> **WHAT TO PRODUCE**: Please tally every line in the listing below where the word "iter" appears, then give the number and nothing more.

#####

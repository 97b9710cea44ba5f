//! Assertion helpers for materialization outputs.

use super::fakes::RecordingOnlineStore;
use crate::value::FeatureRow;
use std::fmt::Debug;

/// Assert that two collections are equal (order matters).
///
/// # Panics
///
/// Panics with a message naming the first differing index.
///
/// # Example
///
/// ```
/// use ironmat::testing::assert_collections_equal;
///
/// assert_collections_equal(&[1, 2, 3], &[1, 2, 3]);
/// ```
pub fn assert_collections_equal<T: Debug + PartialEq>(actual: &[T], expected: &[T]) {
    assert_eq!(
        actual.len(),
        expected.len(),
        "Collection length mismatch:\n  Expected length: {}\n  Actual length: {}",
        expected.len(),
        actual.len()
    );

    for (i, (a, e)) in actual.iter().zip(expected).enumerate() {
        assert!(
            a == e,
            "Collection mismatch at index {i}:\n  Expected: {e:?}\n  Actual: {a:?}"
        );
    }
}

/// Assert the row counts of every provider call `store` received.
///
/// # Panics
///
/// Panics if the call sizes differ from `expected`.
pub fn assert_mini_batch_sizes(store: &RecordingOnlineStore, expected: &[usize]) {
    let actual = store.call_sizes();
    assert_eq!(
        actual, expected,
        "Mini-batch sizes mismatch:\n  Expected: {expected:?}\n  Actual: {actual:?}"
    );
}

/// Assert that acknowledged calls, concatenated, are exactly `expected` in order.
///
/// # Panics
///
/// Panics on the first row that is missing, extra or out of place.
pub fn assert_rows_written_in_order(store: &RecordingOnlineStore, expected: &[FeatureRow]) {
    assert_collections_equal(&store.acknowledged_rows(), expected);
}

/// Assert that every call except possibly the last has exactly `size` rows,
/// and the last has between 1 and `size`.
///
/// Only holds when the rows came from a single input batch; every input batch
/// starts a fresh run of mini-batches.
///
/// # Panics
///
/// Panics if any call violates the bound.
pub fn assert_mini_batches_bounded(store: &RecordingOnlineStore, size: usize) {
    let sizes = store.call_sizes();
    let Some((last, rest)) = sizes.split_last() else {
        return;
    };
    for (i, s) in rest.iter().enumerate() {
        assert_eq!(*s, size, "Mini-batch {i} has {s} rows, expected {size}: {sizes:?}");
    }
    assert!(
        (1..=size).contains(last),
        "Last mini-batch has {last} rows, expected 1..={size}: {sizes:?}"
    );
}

#####

> **REPLY**: 2